La politique américaine face au fléau du harcèlement sexuel
Donald Trump, plutôt discret jusqu’ici, commence à s’immiscer dans le débat
WASHINGTON | (AFP) Après Hollywood, le monde de la politique américaine est à son tour secoué par le débat sur le harcèlement sexuel, et le président Donald Trump, jusqu’à présent très discret, commence à s’impliquer – malgré les accusations qui pèsent contre lui.
Cette semaine, un sénateur démocrate, Al Franken, s’est excusé pour avoir embrassé une animatrice en 2006 et touché sa poitrine ; deux femmes parlementaires ont révélé qu’au moins deux de leurs collègues masculins, non nommés, ont été des harceleurs sexuels ; le directeur de cabinet d’une élue, accusé de harcèlement, a démissionné jeudi ; et de nouvelles femmes ont accusé un candidat républicain au Sénat, Roy Moore, d’agressions sexuelles il y a des décennies.
AU CONGRÈS AUSSI
Le Congrès a connu sa part de scandales sexuels dans son histoire, y compris pour des faits de harcèlement ou d’agression.
L’un des plus connus est Dennis Hastert, ancien président de la Chambre des repré- sentants, qui a admis l’an dernier avoir abusé sexuellement d’étudiants alors qu’il était entraîneur de lutte, des décennies auparavant.
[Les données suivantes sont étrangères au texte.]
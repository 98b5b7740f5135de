//! Configuration validation for reactivate.
//!
//! Provides validation traits and implementations for all configuration types.

use super::defaults::THEME_NAMES;
use super::types::{AppConfig, AssessmentConfig, TimerConfig, TuiConfig};
use crate::model::{Catalog, Intensity};
use std::collections::HashSet;

// ============================================================================
// Configuration Error
// ============================================================================

/// Error type for configuration validation.
#[derive(Debug, Clone, PartialEq, Eq)]
pub struct ConfigError {
    /// The field that failed validation
    pub field: String,
    /// Description of the validation error
    pub message: String,
}

impl std::fmt::Display for ConfigError {
    fn fmt(&self, f: &mut std::fmt::Formatter<'_>) -> std::fmt::Result {
        write!(f, "{}: {}", self.field, self.message)
    }
}

impl std::error::Error for ConfigError {}

impl ConfigError {
    fn new(field: &str, message: impl Into<String>) -> Self {
        Self {
            field: field.to_string(),
            message: message.into(),
        }
    }
}

// ============================================================================
// Validation Trait
// ============================================================================

/// Trait for validatable configuration types.
pub trait Validatable {
    /// Validate the configuration, returning any errors found.
    fn validate(&self) -> Vec<ConfigError>;

    /// Check if the configuration is valid.
    fn is_valid(&self) -> bool {
        self.validate().is_empty()
    }
}

// ============================================================================
// Validation Implementations
// ============================================================================

impl Validatable for AppConfig {
    fn validate(&self) -> Vec<ConfigError> {
        let mut errors = Vec::new();
        errors.extend(self.assessment.validate());
        errors.extend(self.catalog.validate());
        errors.extend(self.timer.validate());
        errors.extend(self.tui.validate());
        errors
    }
}

impl Validatable for AssessmentConfig {
    fn validate(&self) -> Vec<ConfigError> {
        let value = i64::from(self.default_intensity);
        if Intensity::new(value).is_ok() {
            Vec::new()
        } else {
            vec![ConfigError::new(
                "assessment.default_intensity",
                format!(
                    "Intensity must be between {} and {}, got {}",
                    Intensity::MIN,
                    Intensity::MAX,
                    self.default_intensity
                ),
            )]
        }
    }
}

impl Validatable for Catalog {
    fn validate(&self) -> Vec<ConfigError> {
        let mut errors = Vec::new();
        check_options(&mut errors, "catalog.body_areas", &self.body_areas);
        check_options(&mut errors, "catalog.equipment", &self.equipment);
        errors
    }
}

fn check_options(errors: &mut Vec<ConfigError>, field: &str, options: &[String]) {
    if options.is_empty() {
        errors.push(ConfigError::new(field, "At least one option is required"));
        return;
    }

    let mut seen = HashSet::new();
    for option in options {
        if option.trim().is_empty() {
            errors.push(ConfigError::new(field, "Options must not be blank"));
        } else if !seen.insert(option.to_lowercase()) {
            errors.push(ConfigError::new(field, format!("Duplicate option '{option}'")));
        }
    }
}

impl Validatable for TimerConfig {
    fn validate(&self) -> Vec<ConfigError> {
        if self.tick_interval_ms == 0 {
            vec![ConfigError::new(
                "timer.tick_interval_ms",
                "Tick interval must be greater than 0",
            )]
        } else {
            Vec::new()
        }
    }
}

impl Validatable for TuiConfig {
    fn validate(&self) -> Vec<ConfigError> {
        let mut errors = Vec::new();
        if !THEME_NAMES.contains(&self.theme.to_lowercase().as_str()) {
            errors.push(ConfigError::new(
                "tui.theme",
                format!(
                    "Invalid theme '{}'. Valid options: {}",
                    self.theme,
                    THEME_NAMES.join(", ")
                ),
            ));
        }
        if self.tick_rate_ms == 0 {
            errors.push(ConfigError::new(
                "tui.tick_rate_ms",
                "Tick rate must be greater than 0",
            ));
        }
        errors
    }
}
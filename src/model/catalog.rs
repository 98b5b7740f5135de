//! Option lists offered on the onboarding screen.

use crate::error::{CatalogKind, ReactivateError, Result};
use schemars::JsonSchema;
use serde::{Deserialize, Serialize};

const BODY_AREAS: &[&str] = &["Legs", "Back", "Shoulders", "Arms", "Core", "Neck"];
const EQUIPMENT: &[&str] = &[
    "Foam Roller",
    "Resistance Bands",
    "Massage Ball",
    "Ice Bath",
    "Heating Pad",
    "Yoga Mat",
];

/// Body areas and equipment the user can pick from.
#[derive(Debug, Clone, PartialEq, Eq, Serialize, Deserialize, JsonSchema)]
#[serde(default)]
pub struct Catalog {
    /// Body areas shown under "Any pain or soreness?"
    pub body_areas: Vec<String>,
    /// Equipment shown under "Available Equipment"
    pub equipment: Vec<String>,
}

impl Default for Catalog {
    fn default() -> Self {
        Self {
            body_areas: BODY_AREAS.iter().map(|s| (*s).to_string()).collect(),
            equipment: EQUIPMENT.iter().map(|s| (*s).to_string()).collect(),
        }
    }
}

impl Catalog {
    /// Resolve a user-typed body area to its catalog spelling.
    pub fn body_area(&self, label: &str) -> Result<&str> {
        Self::resolve(&self.body_areas, CatalogKind::BodyArea, label)
    }

    /// Resolve a user-typed equipment label to its catalog spelling.
    pub fn equipment_item(&self, label: &str) -> Result<&str> {
        Self::resolve(&self.equipment, CatalogKind::Equipment, label)
    }

    fn resolve<'a>(options: &'a [String], kind: CatalogKind, label: &str) -> Result<&'a str> {
        let wanted = label.trim();
        options
            .iter()
            .find(|o| o.eq_ignore_ascii_case(wanted))
            .map(String::as_str)
            .ok_or_else(|| ReactivateError::unknown_label(kind, wanted, options))
    }
}

#[cfg(test)]
mod tests {
    use super::*;

    #[test]
    fn test_default_catalog() {
        let catalog = Catalog::default();
        assert_eq!(catalog.body_areas.len(), 6);
        assert_eq!(catalog.equipment.len(), 6);
        assert_eq!(catalog.body_areas[0], "Legs");
        assert_eq!(catalog.equipment[5], "Yoga Mat");
    }

    #[test]
    fn test_resolve_is_case_insensitive() {
        let catalog = Catalog::default();
        assert_eq!(catalog.body_area("shoulders").unwrap(), "Shoulders");
        assert_eq!(catalog.equipment_item(" foam roller ").unwrap(), "Foam Roller");
    }

    #[test]
    fn test_resolve_unknown() {
        let catalog = Catalog::default();
        let err = catalog.equipment_item("Treadmill").unwrap_err();
        assert!(matches!(
            err,
            ReactivateError::UnknownLabel {
                kind: CatalogKind::Equipment,
                ..
            }
        ));
    }
}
Ou Clarence Thomas, dont la nomination à la Cour suprême en 1991 a failli être rejetée en raison d’accusations de harcèlement sexuel.
Mais le harcèlement n’était pas vraiment reconnu, dans le monde politique, comme un fléau nécessitant une réponse systémique. La vague de révélations déclenchées par l’affaire Harvey Weinstein, depuis le 5 octobre, a changé la donne.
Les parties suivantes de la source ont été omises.